::: Listed entries :::
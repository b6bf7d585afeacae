//! Rendered output model
//!
//! A render produces ordered sections, each a heading plus rows of
//! column/value pairs. Rows keep insertion order so tables serialize the
//! way they display.

use serde::ser::SerializeMap;
use serde::{Serialize, Serializer};

/// One display row: ordered column name to formatted string pairs
#[derive(Debug, Clone, Default, PartialEq)]
pub struct Row {
    cells: Vec<(String, String)>,
}

impl Row {
    pub fn new() -> Self {
        Self::default()
    }

    /// Append a cell; columns display in insertion order
    pub fn push(&mut self, column: impl Into<String>, value: impl Into<String>) {
        self.cells.push((column.into(), value.into()));
    }

    /// Value for a column, if present
    pub fn get(&self, column: &str) -> Option<&str> {
        self.cells
            .iter()
            .find(|(c, _)| c == column)
            .map(|(_, v)| v.as_str())
    }

    pub fn iter(&self) -> impl Iterator<Item = (&str, &str)> {
        self.cells.iter().map(|(c, v)| (c.as_str(), v.as_str()))
    }

    pub fn len(&self) -> usize {
        self.cells.len()
    }

    pub fn is_empty(&self) -> bool {
        self.cells.is_empty()
    }
}

// Serialized by hand so JSON objects keep column order
impl Serialize for Row {
    fn serialize<S: Serializer>(&self, serializer: S) -> Result<S::Ok, S::Error> {
        let mut map = serializer.serialize_map(Some(self.cells.len()))?;
        for (column, value) in &self.cells {
            map.serialize_entry(column, value)?;
        }
        map.end()
    }
}

/// The fixed set of output sections, in display order
#[derive(Debug, Clone, Copy, PartialEq, Eq, Serialize)]
#[serde(rename_all = "lowercase")]
pub enum SectionKind {
    Details,
    Style,
    Fermentables,
    Hops,
    Miscs,
    Yeasts,
    Notes,
    Download,
}

impl SectionKind {
    pub fn as_str(&self) -> &'static str {
        match self {
            SectionKind::Details => "details",
            SectionKind::Style => "style",
            SectionKind::Fermentables => "fermentables",
            SectionKind::Hops => "hops",
            SectionKind::Miscs => "miscs",
            SectionKind::Yeasts => "yeasts",
            SectionKind::Notes => "notes",
            SectionKind::Download => "download",
        }
    }
}

/// One table of the rendered output
#[derive(Debug, Clone, Serialize)]
pub struct Section {
    pub kind: SectionKind,
    pub heading: String,
    /// Column names in display order; empty for headerless sections
    /// (notes, download)
    #[serde(skip_serializing_if = "Vec::is_empty")]
    pub columns: Vec<String>,
    pub rows: Vec<Row>,
    /// Attached URL: the style term link or the download target
    #[serde(skip_serializing_if = "Option::is_none")]
    pub link: Option<String>,
}

impl Section {
    pub fn new(kind: SectionKind, heading: impl Into<String>) -> Self {
        Self {
            kind,
            heading: heading.into(),
            columns: Vec::new(),
            rows: Vec::new(),
            link: None,
        }
    }
}

/// A fully rendered recipe: ordered sections ready for display
#[derive(Debug, Clone, Serialize)]
pub struct RenderedRecipe {
    pub sections: Vec<Section>,
}

impl RenderedRecipe {
    /// Look up a section by kind
    pub fn section(&self, kind: SectionKind) -> Option<&Section> {
        self.sections.iter().find(|s| s.kind == kind)
    }
}

/// Result of a render call on a readable document
#[derive(Debug, Clone)]
pub enum RenderOutcome {
    Rendered(RenderedRecipe),
    /// The document parsed but held no usable recipe; a normal outcome,
    /// not an error
    NoRecipeFound,
}

impl RenderOutcome {
    pub fn recipe(&self) -> Option<&RenderedRecipe> {
        match self {
            RenderOutcome::Rendered(r) => Some(r),
            RenderOutcome::NoRecipeFound => None,
        }
    }
}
:::
• [Activity]
Please write out the data again exactly as it stands.

• [Solved problem]
repository b6bf7d585afeacae
//! Rendered output model
//!
//! A render produces ordered sections, each a heading plus rows of
//! column/value pairs. Rows keep insertion order so tables serialize the
//! way they display.

use serde::ser::SerializeMap;
use serde::{Serialize, Serializer};

/// One display row: ordered column name to formatted string pairs
#[derive(Debug, Clone, Default, PartialEq)]
pub struct Row {
    cells: Vec<(String, String)>,
}

impl Row {
    pub fn new() -> Self {
        Self::default()
    }

    /// Append a cell; columns display in insertion order
    pub fn push(&mut self, column: impl Into<String>, value: impl Into<String>) {
        self.cells.push((column.into(), value.into()));
    }

    /// Value for a column, if present
    pub fn get(&self, column: &str) -> Option<&str> {
        self.cells
            .iter()
            .find(|(c, _)| c == column)
            .map(|(_, v)| v.as_str())
    }

    pub fn iter(&self) -> impl Iterator<Item = (&str, &str)> {
        self.cells.iter().map(|(c, v)| (c.as_str(), v.as_str()))
    }

    pub fn len(&self) -> usize {
        self.cells.len()
    }

    pub fn is_empty(&self) -> bool {
        self.cells.is_empty()
    }
}

// Serialized by hand so JSON objects keep column order
impl Serialize for Row {
    fn serialize<S: Serializer>(&self, serializer: S) -> Result<S::Ok, S::Error> {
        let mut map = serializer.serialize_map(Some(self.cells.len()))?;
        for (column, value) in &self.cells {
            map.serialize_entry(column, value)?;
        }
        map.end()
    }
}

/// The fixed set of output sections, in display order
#[derive(Debug, Clone, Copy, PartialEq, Eq, Serialize)]
#[serde(rename_all = "lowercase")]
pub enum SectionKind {
    Details,
    Style,
    Fermentables,
    Hops,
    Miscs,
    Yeasts,
    Notes,
    Download,
}

impl SectionKind {
    pub fn as_str(&self) -> &'static str {
        match self {
            SectionKind::Details => "details",
            SectionKind::Style => "style",
            SectionKind::Fermentables => "fermentables",
            SectionKind::Hops => "hops",
            SectionKind::Miscs => "miscs",
            SectionKind::Yeasts => "yeasts",
            SectionKind::Notes => "notes",
            SectionKind::Download => "download",
        }
    }
}

/// One table of the rendered output
#[derive(Debug, Clone, Serialize)]
pub struct Section {
    pub kind: SectionKind,
    pub heading: String,
    /// Column names in display order; empty for headerless sections
    /// (notes, download)
    #[serde(skip_serializing_if = "Vec::is_empty")]
    pub columns: Vec<String>,
    pub rows: Vec<Row>,
    /// Attached URL: the style term link or the download target
    #[serde(skip_serializing_if = "Option::is_none")]
    pub link: Option<String>,
}

impl Section {
    pub fn new(kind: SectionKind, heading: impl Into<String>) -> Self {
        Self {
            kind,
            heading: heading.into(),
            columns: Vec::new(),
            rows: Vec::new(),
            link: None,
        }
    }
}

/// A fully rendered recipe: ordered sections ready for display
#[derive(Debug, Clone, Serialize)]
pub struct RenderedRecipe {
    pub sections: Vec<Section>,
}

impl RenderedRecipe {
    /// Look up a section by kind
    pub fn section(&self, kind: SectionKind) -> Option<&Section> {
        self.sections.iter().find(|s| s.kind == kind)
    }
}

/// Result of a render call on a readable document
#[derive(Debug, Clone)]
pub enum RenderOutcome {
    Rendered(RenderedRecipe),
    /// The document parsed but held no usable recipe; a normal outcome,
    /// not an error
    NoRecipeFound,
}

impl RenderOutcome {
    pub fn recipe(&self) -> Option<&RenderedRecipe> {
        match self {
            RenderOutcome::Rendered(r) => Some(r),
            RenderOutcome::NoRecipeFound => None,
        }
    }
}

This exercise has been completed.